Of course, the tech did not show up until nearly 5pm.

I stood the entire time he was here, nearly 10 minutes, holding back tears the entire time. And then, I forced myself upstairs where I collapsed on the bed and proceeded to fold laundry. Why? Because folding laundry made me forget about the pain – it distracted me from the intense fire in my lower back. That’s how J found me when he arrived home not much after I sat down. He walked through our bedroom door, asked me how I was and all I could do was look at him with absolute pain and tears in my eyes.

He sprang into motion, put a SalonPas patch on my lower back and fixed me a drink. Then he helped me finish laundry, chiding me for twisting and lifting the laundry basket. He tucked me into bed, nudging pillows behind me and making sure I was properly supported. After awhile, (and after some Aleve finally), I fell asleep.

I’m sitting on the couch downstairs now and as long as I don’t move, I’m okay. Tomorrow is a new day and even if I have to crawl into the gym, I’m going to go sit in the hot tub.

I struggle with my emotions on days like today. I am stubborn and tend to push through pain. I do not accept “failure” well. This, this not being able to function as I should, is failure. Intellectually I know it is not but it feels like it. I live with a standard level of pain every day so when that pain level surges and affects me like this, it is incredibly difficult to deal with. I handle depression or mental health issues far better than this sort of thing. I know how to deal with those. I can still move around. But when this happens and I am relegated to bed? Just ugh.

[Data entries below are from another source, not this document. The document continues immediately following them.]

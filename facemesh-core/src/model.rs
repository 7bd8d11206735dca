use std::{fmt::Write, path::Path};

use anyhow::{Context, Result};
use facemesh_utils::{config::TensorLayout, fill_tensor, normalize_path};
use image::RgbImage;
use log::{debug, warn};
use tract_onnx::prelude::{
    DatumExt, Framework, Graph, InferenceModelExt, IntoTensor, SimplePlan, Tensor, TypedFact,
    TypedOp, tvec,
};

use crate::preprocess::InputSize;

type RunnableModel = SimplePlan<TypedFact, Box<dyn TypedOp>, Graph<TypedFact, Box<dyn TypedOp>>>;

/// Value range a model expects its `0..=255` pixels mapped onto.
#[derive(Debug, Clone, Copy, PartialEq, Eq, Default)]
pub enum InputRange {
    /// `[-1, 1]`, used by the detector, mesh and iris graphs.
    #[default]
    SignedUnit,
    /// `[0, 1]`.
    Unit,
}

impl InputRange {
    pub fn bounds(self) -> (f32, f32) {
        match self {
            InputRange::SignedUnit => (-1.0, 1.0),
            InputRange::Unit => (0.0, 1.0),
        }
    }
}

/// Fixed input contract of a model.
#[derive(Debug, Clone, Copy, PartialEq, Eq)]
pub struct InputSpec {
    pub size: InputSize,
    pub layout: TensorLayout,
    pub range: InputRange,
}

impl InputSpec {
    pub const fn new(size: InputSize, layout: TensorLayout, range: InputRange) -> Self {
        Self {
            size,
            layout,
            range,
        }
    }

    /// Tensor shape including the batch dimension.
    pub fn shape(&self) -> [usize; 4] {
        let (w, h) = (self.size.width as usize, self.size.height as usize);
        match self.layout {
            TensorLayout::Nhwc => [1, h, w, 3],
            TensorLayout::Nchw => [1, 3, h, w],
        }
    }
}

/// Flat input tensor allocated once per model instance and refilled for every call.
#[derive(Debug, Clone)]
pub struct TensorBuffer {
    spec: InputSpec,
    data: Vec<f32>,
}

impl TensorBuffer {
    pub fn new(spec: InputSpec) -> Self {
        Self {
            spec,
            data: vec![0.0; spec.size.tensor_len()],
        }
    }

    pub fn spec(&self) -> InputSpec {
        self.spec
    }

    pub fn as_slice(&self) -> &[f32] {
        &self.data
    }

    /// Overwrite the buffer with `image`, which must already have the input size.
    pub fn fill(&mut self, image: &RgbImage) -> Result<()> {
        let expected = self.spec.size;
        anyhow::ensure!(
            image.dimensions() == (expected.width, expected.height),
            "image is {}x{}, model expects {}x{}",
            image.width(),
            image.height(),
            expected.width,
            expected.height
        );
        fill_tensor(image, self.spec.layout, self.spec.range.bounds(), &mut self.data)
    }
}

/// One model output, flattened.
#[derive(Debug, Clone, PartialEq)]
pub struct OutputTensor {
    pub shape: Vec<usize>,
    pub data: Vec<f32>,
}

impl OutputTensor {
    pub fn new(shape: Vec<usize>, data: Vec<f32>) -> Self {
        Self { shape, data }
    }

    pub fn len(&self) -> usize {
        self.data.len()
    }

    pub fn is_empty(&self) -> bool {
        self.data.is_empty()
    }
}

/// An opaque tensor-in/tensor-out inference function.
///
/// `run` takes `&mut self` so implementations may keep per-instance scratch state; the
/// pool guarantees no two calls overlap on one instance.
pub trait InferenceModel: Send {
    fn input_spec(&self) -> InputSpec;

    fn run(&mut self, input: &TensorBuffer) -> Result<Vec<OutputTensor>>;
}

impl<M: InferenceModel + ?Sized> InferenceModel for Box<M> {
    fn input_spec(&self) -> InputSpec {
        (**self).input_spec()
    }

    fn run(&mut self, input: &TensorBuffer) -> Result<Vec<OutputTensor>> {
        (**self).run(input)
    }
}

/// Model backed by an ONNX graph executed with `tract-onnx`.
#[derive(Debug)]
pub struct OnnxModel {
    runnable: RunnableModel,
    spec: InputSpec,
    name: String,
}

impl OnnxModel {
    /// Load and optimize an ONNX graph with its input pinned to `spec`.
    pub fn load<P: AsRef<Path>>(model_path: P, spec: InputSpec) -> Result<Self> {
        let path = normalize_path(model_path).context("failed to locate model file")?;
        let path = path.as_path();
        let name = path
            .file_stem()
            .map(|stem| stem.to_string_lossy().into_owned())
            .unwrap_or_else(|| "model".to_string());

        let runnable = match load_runnable_model(path, spec, true) {
            Ok(model) => {
                debug!(
                    "model {} optimized successfully ({}x{})",
                    path.display(),
                    spec.size.width,
                    spec.size.height
                );
                model
            }
            Err(opt_err) => {
                let optimize_msg = format!("{opt_err}");
                let mut chain_msg = String::new();
                for cause in opt_err.chain() {
                    let _ = writeln!(&mut chain_msg, "  - {cause}");
                }
                warn!(
                    "model {} failed optimized load ({}); falling back to decluttered graph.\nError chain:\n{}",
                    path.display(),
                    optimize_msg,
                    chain_msg.trim_end()
                );
                load_runnable_model(path, spec, false).with_context(|| {
                    format!("fallback to decluttered graph failed after optimize error: {optimize_msg}")
                })?
            }
        };

        Ok(Self {
            runnable,
            spec,
            name,
        })
    }

    pub fn name(&self) -> &str {
        &self.name
    }
}

impl InferenceModel for OnnxModel {
    fn input_spec(&self) -> InputSpec {
        self.spec
    }

    fn run(&mut self, input: &TensorBuffer) -> Result<Vec<OutputTensor>> {
        let tensor = Tensor::from_shape(&input.spec().shape(), input.as_slice())
            .map_err(|e| anyhow::anyhow!("failed to build input tensor for {}: {e}", self.name))?;
        let outputs = self
            .runnable
            .run(tvec![tensor.into()])
            .map_err(|e| anyhow::anyhow!("{} execution failed: {e}", self.name))?;

        outputs
            .into_iter()
            .map(|value| {
                let tensor = value.into_tensor();
                let shape = tensor.shape().to_vec();
                let floats = tensor
                    .cast_to::<f32>()
                    .map_err(|e| anyhow::anyhow!("{} output is not numeric: {e}", self.name))?;
                let data = floats
                    .as_slice::<f32>()
                    .map_err(|e| anyhow::anyhow!("{} output is not f32: {e}", self.name))?
                    .to_vec();
                Ok(OutputTensor { shape, data })
            })
            .collect()
    }
}

fn load_runnable_model(path: &Path, spec: InputSpec, optimized: bool) -> Result<RunnableModel> {
    let model = tract_onnx::onnx()
        .model_for_path(path)
        .with_context(|| format!("failed to parse ONNX graph from {}", path.display()))?
        .with_input_fact(0, f32::fact(spec.shape()).into())
        .map_err(|e| anyhow::anyhow!("unable to pin input shape {:?}: {e}", spec.shape()))?;

    if optimized {
        model
            .into_optimized()
            .map_err(|e| anyhow::anyhow!("unable to optimize graph: {e}"))?
            .into_runnable()
            .map_err(|e| anyhow::anyhow!("unable to make graph runnable: {e}"))
    } else {
        model
            .into_typed()
            .map_err(|e| anyhow::anyhow!("unable to type-check graph: {e}"))?
            .into_decluttered()
            .map_err(|e| anyhow::anyhow!("unable to declutter graph: {e}"))?
            .into_runnable()
            .map_err(|e| anyhow::anyhow!("unable to make graph runnable: {e}"))
    }
}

Earlier this evening, as we were folding laundry together, I focused on the fact that we were together. I also focused on the sunset outside. It was gorgeous – a phenomenal combination of oranges, yellows, greys, and pinks which slid into vibrant purples, dark blues, and specks of magenta. Certainly one of the most beautiful sunsets I had seen in awhile and because of this intense pain, I had a front row seat.

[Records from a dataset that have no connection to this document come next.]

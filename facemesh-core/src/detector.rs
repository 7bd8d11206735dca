use facemesh_utils::{config::DetectorSettings, stage_span};
use image::{RgbImage, imageops::FilterType};
use log::{Level, debug};

use crate::anchors::{AnchorConfig, AnchorGrid, generate_anchors};
use crate::error::{FaceMeshError, Stage};
use crate::model::{InferenceModel, OutputTensor, TensorBuffer};
use crate::postprocess::{DecodeConfig, Detection, decode_detections, weighted_non_max_suppression};
use crate::preprocess::{letterbox_image, resize_filter, unletterbox_detection};

/// Detector configuration: the anchor layout the model was trained with plus thresholds.
#[derive(Debug, Clone)]
pub struct DetectorOptions {
    pub anchors: AnchorConfig,
    pub decode: DecodeConfig,
    /// Mirror every decoded detection (`x -> 1 - x`) after unletterboxing.
    pub mirror_output: bool,
    pub filter: FilterType,
}

impl DetectorOptions {
    pub fn from_settings(settings: &DetectorSettings) -> Self {
        let anchors = AnchorConfig::for_variant(settings.variant);
        Self {
            decode: DecodeConfig::from_settings(settings, &anchors),
            anchors,
            mirror_output: settings.mirror_output,
            filter: resize_filter(settings.resize_quality),
        }
    }
}

impl Default for DetectorOptions {
    fn default() -> Self {
        Self::from_settings(&DetectorSettings::default())
    }
}

/// Couples a detector model with its anchors, input buffer and decode settings.
///
/// This is the entry point of the pipeline: letterbox, inference, decode, weighted NMS,
/// then mapping back to source-image coordinates.
#[derive(Debug)]
pub struct FaceDetector<M> {
    model: M,
    buffer: TensorBuffer,
    anchors: AnchorGrid,
    options: DetectorOptions,
}

impl<M: InferenceModel> FaceDetector<M> {
    pub fn new(model: M, options: DetectorOptions) -> Result<Self, FaceMeshError> {
        options.anchors.validate()?;
        let spec = model.input_spec();
        if (spec.size.width, spec.size.height)
            != (options.anchors.input_width, options.anchors.input_height)
        {
            return Err(FaceMeshError::Initialization(anyhow::anyhow!(
                "detector input {}x{} does not match anchor layout {}x{}",
                spec.size.width,
                spec.size.height,
                options.anchors.input_width,
                options.anchors.input_height
            )));
        }

        let anchors = generate_anchors(&options.anchors);
        debug!(
            "face detector ready: {} anchors, input {}x{}",
            anchors.len(),
            spec.size.width,
            spec.size.height
        );
        Ok(Self {
            model,
            buffer: TensorBuffer::new(spec),
            anchors,
            options,
        })
    }

    pub fn anchors(&self) -> &AnchorGrid {
        &self.anchors
    }

    pub fn options(&self) -> &DetectorOptions {
        &self.options
    }

    /// Detect faces in `image`, returning detections normalized to the image.
    pub fn detect(&mut self, image: &RgbImage) -> Result<Vec<Detection>, FaceMeshError> {
        let _guard = stage_span(Stage::Detection.as_str(), "total", Level::Debug);

        let letterboxed = {
            let _guard = stage_span(Stage::Detection.as_str(), "letterbox", Level::Trace);
            letterbox_image(image, self.buffer.spec().size, self.options.filter)?
        };
        self.buffer
            .fill(&letterboxed.canvas)
            .map_err(|e| FaceMeshError::inference(Stage::Detection, e))?;

        let outputs = {
            let _guard = stage_span(Stage::Detection.as_str(), "inference", Level::Debug);
            self.model
                .run(&self.buffer)
                .map_err(|e| FaceMeshError::inference(Stage::Detection, e))?
        };

        let _guard = stage_span(Stage::Detection.as_str(), "decode", Level::Debug);
        let (boxes, scores) = self.split_outputs(&outputs)?;
        let candidates = decode_detections(boxes, scores, &self.anchors, &self.options.decode)?;
        let candidate_count = candidates.len();
        let kept = weighted_non_max_suppression(candidates, self.options.decode.nms_threshold);
        debug!("detector kept {} of {} candidates", kept.len(), candidate_count);

        Ok(kept
            .iter()
            .map(|d| {
                let restored = unletterbox_detection(d, &letterboxed.padding);
                if self.options.mirror_output {
                    restored.mirrored()
                } else {
                    restored
                }
            })
            .collect())
    }

    /// Find the box and score tensors by element count, independent of output order.
    fn split_outputs<'a>(
        &self,
        outputs: &'a [OutputTensor],
    ) -> Result<(&'a [f32], &'a [f32]), FaceMeshError> {
        let anchors = self.anchors.len();
        let box_len = anchors * self.options.decode.channels();
        let find = |len: usize| outputs.iter().find(|t| t.len() == len);
        match (find(box_len), find(anchors)) {
            (Some(boxes), Some(scores)) => Ok((&boxes.data, &scores.data)),
            _ => Err(FaceMeshError::invalid_output(
                Stage::Detection,
                format!(
                    "expected box tensor of {box_len} and score tensor of {anchors} values, got lengths {:?}",
                    outputs.iter().map(OutputTensor::len).collect::<Vec<_>>()
                ),
            )),
        }
    }

    pub fn into_inner(self) -> M {
        self.model
    }
}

It is a fight to focus on the positive instead of the pain so when I manage to do so, it is quite a victory. I talk myself into holding on until the next day, convincing myself I will feel better then which is usually the case…or at least has been thus far. I may need to take it easier than usual but I make it through.

The same holds true today. I just need to make it to bedtime. In the morning, a brand new (and better) day begins. Tomorrow, I will own the pain instead of the pain owning me.

A Tango With Pain

This morning began as all mornings usually do, with the promise of hope and accomplishment.

Then, I got out of bed.

I stretched, as we all do upon waking, and something in my right shoulder or back shifted out of place. I audibly gasped, and J asked me what was wrong. I told him I was fine, finished up in the bathroom, desperately trying not to scream as pain washed over me while I washed my hands.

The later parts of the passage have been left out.